There's just no helping some people.
ideally, it would have been nice and decent to give her a lift,
but it's not your responsibility, and if it felt wrong, then it's probably best to trust your gut on these things.
dude!
you do not let a pissed up stranger drunk girl into your car. EVER. chances are it would be cool, but you never know..
why not?
fuck sake, man!
do i have to tie your shoelaces, too? its been mentioned above on more than one occasion above
i don't really understand what the drunk bit has to do with it tbh
ok, man
drunk/sober whatever. men have to be VERY careful in these situations. Cynical - probably.

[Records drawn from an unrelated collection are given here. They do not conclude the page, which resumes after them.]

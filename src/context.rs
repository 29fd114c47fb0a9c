//! Working-directory awareness: project marker detection, contextual tips,
//! and suggestions for unknown commands.

use std::path::Path;

const COMMON_COMMANDS: &[&str] = &[
    "ls", "cd", "pwd", "mkdir", "rm", "cp", "mv", "grep", "find", "git", "docker", "npm", "pip",
    "python", "node", "vim", "nano", "tar", "curl", "wget", "ssh", "scp", "systemctl", "ps", "top",
];

/// Project markers found in a directory.
#[derive(Debug, Clone, Copy, Default, PartialEq, Eq)]
pub struct DirContext {
    pub git: bool,
    pub node: bool,
    pub docker: bool,
    pub python: bool,
}

impl DirContext {
    pub fn detect(dir: &Path) -> Self {
        Self {
            git: dir.join(".git").exists(),
            node: dir.join("package.json").exists(),
            docker: dir.join("Dockerfile").exists(),
            python: dir.join("requirements.txt").exists(),
        }
    }

    /// Description of the surrounding project when it is relevant to the
    /// command being asked about, e.g. `git?` inside a git repository.
    pub fn label_for_command(&self, command: &str) -> Option<&'static str> {
        let family = command.split_whitespace().next().unwrap_or("");
        match family {
            "git" if self.git => Some("a git repository"),
            "npm" | "node" | "yarn" if self.node => Some("a Node.js project"),
            "docker" if self.docker => Some("a Docker project"),
            "pip" | "pip3" | "python" | "python3" if self.python => Some("a Python project"),
            _ => None,
        }
    }
}

/// Tips surfaced periodically in the prompt loop. Capped at two so they
/// never turn into spam.
pub fn contextual_tips(dir: &Path, recent: &[String]) -> Vec<String> {
    let ctx = DirContext::detect(dir);
    let mut tips = Vec::new();

    if ctx.git {
        tips.push("Git repository detected! Try: git? for git help".to_string());
    }
    if ctx.node {
        tips.push("Node.js project detected! Try: npm? for npm help".to_string());
    }
    if ctx.docker {
        tips.push("Docker project detected! Try: docker? for docker help".to_string());
    }
    if ctx.python {
        tips.push("Python project detected! Try: pip? for pip help".to_string());
    }

    if let Some(last) = recent.last() {
        if last.contains("git") && !last.ends_with('?') {
            tips.push("Hint: Add ? to git commands for help (e.g., git?)".to_string());
        }
    }

    tips.truncate(2);
    tips
}

/// Suggestions for an unrecognized command: the help-query form first,
/// then common commands sharing the prefix.
pub fn suggest_commands(partial: &str) -> Vec<String> {
    let mut suggestions = Vec::new();
    if !partial.is_empty() && !partial.ends_with('?') {
        suggestions.push(format!("{partial}?"));
    }
    suggestions.extend(
        COMMON_COMMANDS
            .iter()
            .filter(|cmd| cmd.starts_with(partial))
            .take(5)
            .map(|cmd| (*cmd).to_string()),
    );
    suggestions
}

#[cfg(test)]
mod tests {
    use super::*;

    #[test]
    fn test_detect_empty_dir() {
        let dir = tempfile::tempdir().unwrap();
        assert_eq!(DirContext::detect(dir.path()), DirContext::default());
    }

    #[test]
    fn test_detect_markers() {
        let dir = tempfile::tempdir().unwrap();
        std::fs::create_dir(dir.path().join(".git")).unwrap();
        std::fs::write(dir.path().join("package.json"), "{}").unwrap();
        std::fs::write(dir.path().join("requirements.txt"), "").unwrap();

        let ctx = DirContext::detect(dir.path());
        assert!(ctx.git);
        assert!(ctx.node);
        assert!(!ctx.docker);
        assert!(ctx.python);
    }

    #[test]
    fn test_label_matches_command_family() {
        let ctx = DirContext {
            git: true,
            python: true,
            ..Default::default()
        };
        assert_eq!(ctx.label_for_command("git status"), Some("a git repository"));
        assert_eq!(ctx.label_for_command("pip install"), Some("a Python project"));
        assert_eq!(ctx.label_for_command("npm install"), None);
        assert_eq!(ctx.label_for_command("ls"), None);
    }

    #[test]
    fn test_label_requires_marker() {
        let ctx = DirContext::default();
        assert_eq!(ctx.label_for_command("git status"), None);
        assert_eq!(ctx.label_for_command("docker ps"), None);
    }

    #[test]
    fn test_tips_for_git_repo() {
        let dir = tempfile::tempdir().unwrap();
        std::fs::create_dir(dir.path().join(".git")).unwrap();

        let tips = contextual_tips(dir.path(), &[]);
        assert_eq!(tips.len(), 1);
        assert!(tips[0].contains("Git repository detected"));
    }

    #[test]
    fn test_tips_capped_at_two() {
        let dir = tempfile::tempdir().unwrap();
        std::fs::create_dir(dir.path().join(".git")).unwrap();
        std::fs::write(dir.path().join("package.json"), "{}").unwrap();
        std::fs::write(dir.path().join("Dockerfile"), "").unwrap();
        std::fs::write(dir.path().join("requirements.txt"), "").unwrap();

        let tips = contextual_tips(dir.path(), &[]);
        assert_eq!(tips.len(), 2);
    }

    #[test]
    fn test_git_hint_for_plain_git_command() {
        let dir = tempfile::tempdir().unwrap();
        let recent = vec!["git status".to_string()];
        let tips = contextual_tips(dir.path(), &recent);
        assert_eq!(tips.len(), 1);
        assert!(tips[0].contains("Add ? to git commands"));
    }

    #[test]
    fn test_no_git_hint_after_help_query() {
        let dir = tempfile::tempdir().unwrap();
        let recent = vec!["git?".to_string()];
        assert!(contextual_tips(dir.path(), &recent).is_empty());
    }

    #[test]
    fn test_suggest_prefix_matches() {
        let suggestions = suggest_commands("gi");
        assert_eq!(suggestions, vec!["gi?".to_string(), "git".to_string()]);
    }

    #[test]
    fn test_suggest_empty_partial_has_no_help_form() {
        let suggestions = suggest_commands("");
        assert!(!suggestions.iter().any(|s| s.ends_with('?')));
        assert_eq!(suggestions.len(), 5);
    }

    #[test]
    fn test_suggest_no_matches_still_offers_help_form() {
        let suggestions = suggest_commands("xyzzy");
        assert_eq!(suggestions, vec!["xyzzy?".to_string()]);
    }
}
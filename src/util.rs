use std::path::Path;

/// Truncate a string to at most `max_chars` characters, appending
/// an ellipsis indicator if truncated.
pub fn truncate(s: &str, max_chars: usize) -> String {
    if s.chars().count() <= max_chars {
        s.to_string()
    } else {
        let truncated: String = s.chars().take(max_chars).collect();
        format!("{truncated}\n[... truncated]")
    }
}

/// Render a path for the prompt, abbreviating the home directory to `~`.
pub fn display_path(path: &Path) -> String {
    if let Some(home) = dirs::home_dir() {
        if let Ok(rest) = path.strip_prefix(&home) {
            if rest.as_os_str().is_empty() {
                return "~".to_string();
            }
            return format!("~/{}", rest.display());
        }
    }
    path.display().to_string()
}

#[cfg(test)]
mod tests {
    use super::*;
    use std::path::PathBuf;

    #[test]
    fn test_truncate_short_string() {
        assert_eq!(truncate("hello", 10), "hello");
    }

    #[test]
    fn test_truncate_long_string() {
        assert_eq!(truncate("hello world", 5), "hello\n[... truncated]");
    }

    #[test]
    fn test_truncate_exact_boundary() {
        assert_eq!(truncate("hello", 5), "hello");
    }

    #[test]
    fn test_truncate_multibyte() {
        let emoji = "😀😀😀😀😀";
        assert_eq!(truncate(emoji, 3), "😀😀😀\n[... truncated]");
        assert_eq!(truncate(emoji, 5), emoji);
    }

    #[test]
    fn test_truncate_empty_string() {
        assert_eq!(truncate("", 10), "");
        assert_eq!(truncate("", 0), "");
    }

    #[test]
    fn test_display_path_home_becomes_tilde() {
        let home = dirs::home_dir().expect("home dir");
        assert_eq!(display_path(&home), "~");
    }

    #[test]
    fn test_display_path_under_home() {
        let home = dirs::home_dir().expect("home dir");
        let p = home.join("projects").join("demo");
        assert_eq!(display_path(&p), "~/projects/demo");
    }

    #[test]
    fn test_display_path_outside_home() {
        let p = PathBuf::from("/tmp/elsewhere");
        assert_eq!(display_path(&p), "/tmp/elsewhere");
    }
}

also i think you have to judge these kind of things on a case by case basis
but whatevz
also
velcro ftw
had to be!
To be honest mate
On another night, with another woman, I might have done.
Is this a reply to me?
You were right not to murder her
^this means a lot
I will sleep easier tonight
come on Lynn, i'll give you a lift the cab rank.
You did the right thing
Never, EVER take anyone to Derby.
something about Brian Clough taking Dave Mackay to Derby
and winning the league
Good knowledge
1 indie football point for you
^has watched The Damned United
Good film, mostly made-up though
you have to trust your instincts in these situatons
You stopped, you didn'ty think she seemed particularly vulnerable (or if you did, that was trumped by somethinbg else that you picked up on, which turned out to be correct when she turned abusive.)
You have to trust yourself thast you did the correct thing at the time with the information and instincts that you had at that time.